Fuel cost pain changes how South Africans shop, travel and survive

Here's how shocking surge fuel prices and the basic cost of living has changed how South Africans travel, shop and survive.


South Africans are not merely grumbling at the petrol pump anymore. The spiralling fuel price and broader cost-of-living crisis are now visibly reshaping how people move, shop, eat and survive.

And according to netnographer and social forecaster Carmen Murray, some of the most revealing signals are not coming from economists or politicians, but from ordinary people reorganising their lives in real time. South Africans, she said, are once again finding ways to absorb economic shock through informal systems, community organisation and practical survival strategies.

What Murray is observing through online conversations, consumer behaviour and community discussions is not just frustration, but the rapid reorganisation of everyday life.

Community shopping and ‘one route buying’

One of the clearest trends Murray is seeing is what she calls “one route buying”, where neighbours and communities coordinate shopping trips to reduce fuel costs.

The concept is organised through neighbourhood WhatsApp groups, where people combine errands and transport in an effort to cut unnecessary travel. “This is all about trip consolidation,” Murray said. “We need to think efficiently as to what it is we need to buy, and should we not have fuel, or if fuel prices continue to rise, how can we be efficient as to where and when we buy from.”

Murray said these kinds of informal systems are often early indicators of how societies adapt under economic pressure. “It’s very similar to how South Africans adapted to Covid, and quickly so,” she said.

Fuel anxiety and efficiency obsession

Murray said fuel, beyind pricing, has become an unusually emotional and practical topic among consumers. “I’ve never seen so much curiosity about fuel in my life,” she said.

Consumers are increasingly discussing petrol grades, fuel efficiency and how to stretch every litre further. “Consumers are asking one another which fuel provider has the best long-distance fuel. Which is my engine going to blow up if I put in 93 instead of 95?” All the marketing gobbledygook that nobody cared for previously are now in consumer crosshairs. The conversations, she said, reveal that even seemingly minor savings have become important survival calculations.

Murray said consumers are having ‘Covid vibes’. Picture taken in 2021. Supplied

Takeaways are out, home cooking is back

The pressure on household budgets is also reshaping spending habits. “People are going to stick to proper restaurants but leave the takeaways,” Murray said. She said that many consumers are abandoning habitual convenience spending in favour of more intentional social outings and stricter food budgeting.

At home, efficiency and waste reduction are becoming increasingly important. “The big thing that people were talking about is really about being very efficient with household essentials, going back to cooking yourself, but also distributing food and leftovers so that you don’t waste it,” she said.

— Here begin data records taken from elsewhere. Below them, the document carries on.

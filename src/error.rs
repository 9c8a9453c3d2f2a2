use std::fmt;

use rusqlite;
use serde_json::Value as JsonValue;
use thiserror::Error;
use tracing::{error, warn};

pub type AppResult<T> = Result<T, AppError>;

#[derive(Debug, Clone, Copy, PartialEq, Eq)]
pub enum AuthErrorCode {
    InvalidCredentials,
    EmailAlreadyTaken,
    HttpTimeout,
    RateLimited,
    InvalidResponse,
    ProviderUnavailable,
    Unknown,
}

impl AuthErrorCode {
    pub fn as_str(self) -> &'static str {
        match self {
            AuthErrorCode::InvalidCredentials => "INVALID_CREDENTIALS",
            AuthErrorCode::EmailAlreadyTaken => "EMAIL_ALREADY_TAKEN",
            AuthErrorCode::HttpTimeout => "HTTP_TIMEOUT",
            AuthErrorCode::RateLimited => "RATE_LIMITED",
            AuthErrorCode::InvalidResponse => "INVALID_RESPONSE",
            AuthErrorCode::ProviderUnavailable => "PROVIDER_UNAVAILABLE",
            AuthErrorCode::Unknown => "UNKNOWN_AUTH_ERROR",
        }
    }

    /// Only transient provider conditions may be retried; credential and
    /// response-shape failures surface immediately.
    pub fn is_retryable(self) -> bool {
        matches!(
            self,
            AuthErrorCode::HttpTimeout
                | AuthErrorCode::RateLimited
                | AuthErrorCode::ProviderUnavailable
        )
    }
}

impl fmt::Display for AuthErrorCode {
    fn fmt(&self, f: &mut fmt::Formatter<'_>) -> fmt::Result {
        f.write_str(self.as_str())
    }
}

#[derive(Debug, Error)]
pub enum AppError {
    #[error("未登录或会话已失效")]
    Unauthenticated,

    #[error("远端存储暂时不可用: {message}")]
    Unavailable { message: String },

    #[error("数据库错误: {message}")]
    Database { message: String },

    #[error("记录未找到")]
    NotFound,

    #[error("验证失败: {message}")]
    Validation {
        message: String,
        #[source]
        source: Option<Box<dyn std::error::Error + Send + Sync>>,
        details: Option<JsonValue>,
    },

    #[error("{message}")]
    Auth {
        code: AuthErrorCode,
        message: String,
        correlation_id: Option<String>,
    },

    #[error("序列化错误: {0}")]
    Serialization(#[from] serde_json::Error),

    #[error("IO 错误: {0}")]
    Io(#[from] std::io::Error),

    #[error("{0}")]
    Other(String),
}

impl AppError {
    pub fn unauthenticated() -> Self {
        warn!(target: "app::auth", "operation requires a signed-in user");
        AppError::Unauthenticated
    }

    pub fn unavailable(message: impl Into<String>) -> Self {
        let message = message.into();
        warn!(target: "app::store", %message, "remote store unavailable");
        AppError::Unavailable { message }
    }

    pub fn validation(message: impl Into<String>) -> Self {
        let message = message.into();
        warn!(target: "app::validation", %message, "validation error");
        AppError::Validation {
            message,
            source: None,
            details: None,
        }
    }

    pub fn validation_with_details(message: impl Into<String>, details: JsonValue) -> Self {
        let message = message.into();
        warn!(target: "app::validation", %message, details = %details, "validation error with details");
        AppError::Validation {
            message,
            source: None,
            details: Some(details),
        }
    }

    pub fn auth(code: AuthErrorCode, message: impl Into<String>) -> Self {
        Self::auth_with_correlation(code, message, None)
    }

    pub fn auth_with_correlation(
        code: AuthErrorCode,
        message: impl Into<String>,
        correlation_id: Option<&str>,
    ) -> Self {
        let message = message.into();
        let correlation = correlation_id.map(|value| value.to_string());
        match &correlation {
            Some(id) => {
                warn!(target: "app::auth", code = %code, correlation_id = %id, %message);
            }
            None => {
                warn!(target: "app::auth", code = %code, %message);
            }
        }

        AppError::Auth {
            code,
            message,
            correlation_id: correlation,
        }
    }

    pub fn auth_code(&self) -> Option<AuthErrorCode> {
        match self {
            AppError::Auth { code, .. } => Some(*code),
            _ => None,
        }
    }

    pub fn not_found() -> Self {
        warn!(target: "app::db", "resource not found");
        AppError::NotFound
    }

    pub fn database(message: impl Into<String>) -> Self {
        let message = message.into();
        error!(target: "app::db", %message, "database error");
        AppError::Database { message }
    }

    pub fn other(message: impl Into<String>) -> Self {
        let message = message.into();
        error!(target: "app::other", %message, "other error");
        AppError::Other(message)
    }

    /// Recoverable conditions: callers may fall back to the offline mirror.
    pub fn is_unavailable(&self) -> bool {
        matches!(self, AppError::Unavailable { .. })
    }

    /// Whether the auth retry loop may attempt the operation again.
    pub fn is_retryable(&self) -> bool {
        match self {
            AppError::Unavailable { .. } => true,
            AppError::Auth { code, .. } => code.is_retryable(),
            _ => false,
        }
    }
}

impl From<rusqlite::Error> for AppError {
    fn from(error: rusqlite::Error) -> Self {
        use rusqlite::Error::QueryReturnedNoRows;

        match &error {
            QueryReturnedNoRows => AppError::not_found(),
            _ => {
                error!(target: "app::db", error = ?error, "sqlite error");
                AppError::database(error.to_string())
            }
        }
    }
}

impl From<reqwest::Error> for AppError {
    fn from(error: reqwest::Error) -> Self {
        if error.is_timeout() {
            AppError::unavailable(format!("请求超时: {error}"))
        } else if error.is_connect() {
            AppError::unavailable(format!("连接失败: {error}"))
        } else if error.is_decode() {
            error!(target: "app::store", error = %error, "failed to decode remote response");
            AppError::Other(format!("解析远端响应失败: {error}"))
        } else {
            AppError::unavailable(error.to_string())
        }
    }
}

Taxi costs and transport stress

Transport uncertainty for the majority of South Africans who depend on taxi’s to get to and from work, is becoming a serious source of anxiety. Murray said it’s an emerging concern online. “Some staff are not able to get to work and back because of the unpredictable taxi cost,” and added that this was contributing to growing conversations around remote work and flexible working arrangements as employees attempt to manage escalating transport expenses.

At the same time, alternative transport systems are beginning to emerge in some communities. Murray noted developing township-based transport initiatives surfacing online that are built around fixed monthly fees, offering commuters more predictable transport costs.

Transport costs are making consumers anxious. Picture: iStock

Payday loans and debt pressure

An alarming trend Murray identified is the rise in payday loans and short-term borrowing. “Payday loans taken to survive until the end of the month,” she said, “are entering the conversation more than what it should, and this in turn could lead to short and medium term financial challenges for consumers.”

Small businesses and survival innovation

While the economic pressure is severe, Murray said the crisis is also triggering waves of informal innovation. Across communities, small pop-up businesses, informal support systems and creative entrepreneurial solutions are beginning to emerge.

“If you really want to understand where the future is going and how society reorganises itself, you look at people that are in dire straits and necessity that dictates action and resilience, because they give you the early signals of where things are going,” she said.

Murray suggested that the impact of the Covid-19 pandemic period may be reprised, where communities rapidly built parallel systems of support and survival. “South Africa always finds a way to be resilient, to reinvent themselves,” she said. “The creativity and the innovation we are and will continue to see is a consequence of that.”

Murray said that she also believes developing countries like South Africa may ultimately become examples of how societies adapt when formal economic systems come under sustained pressure.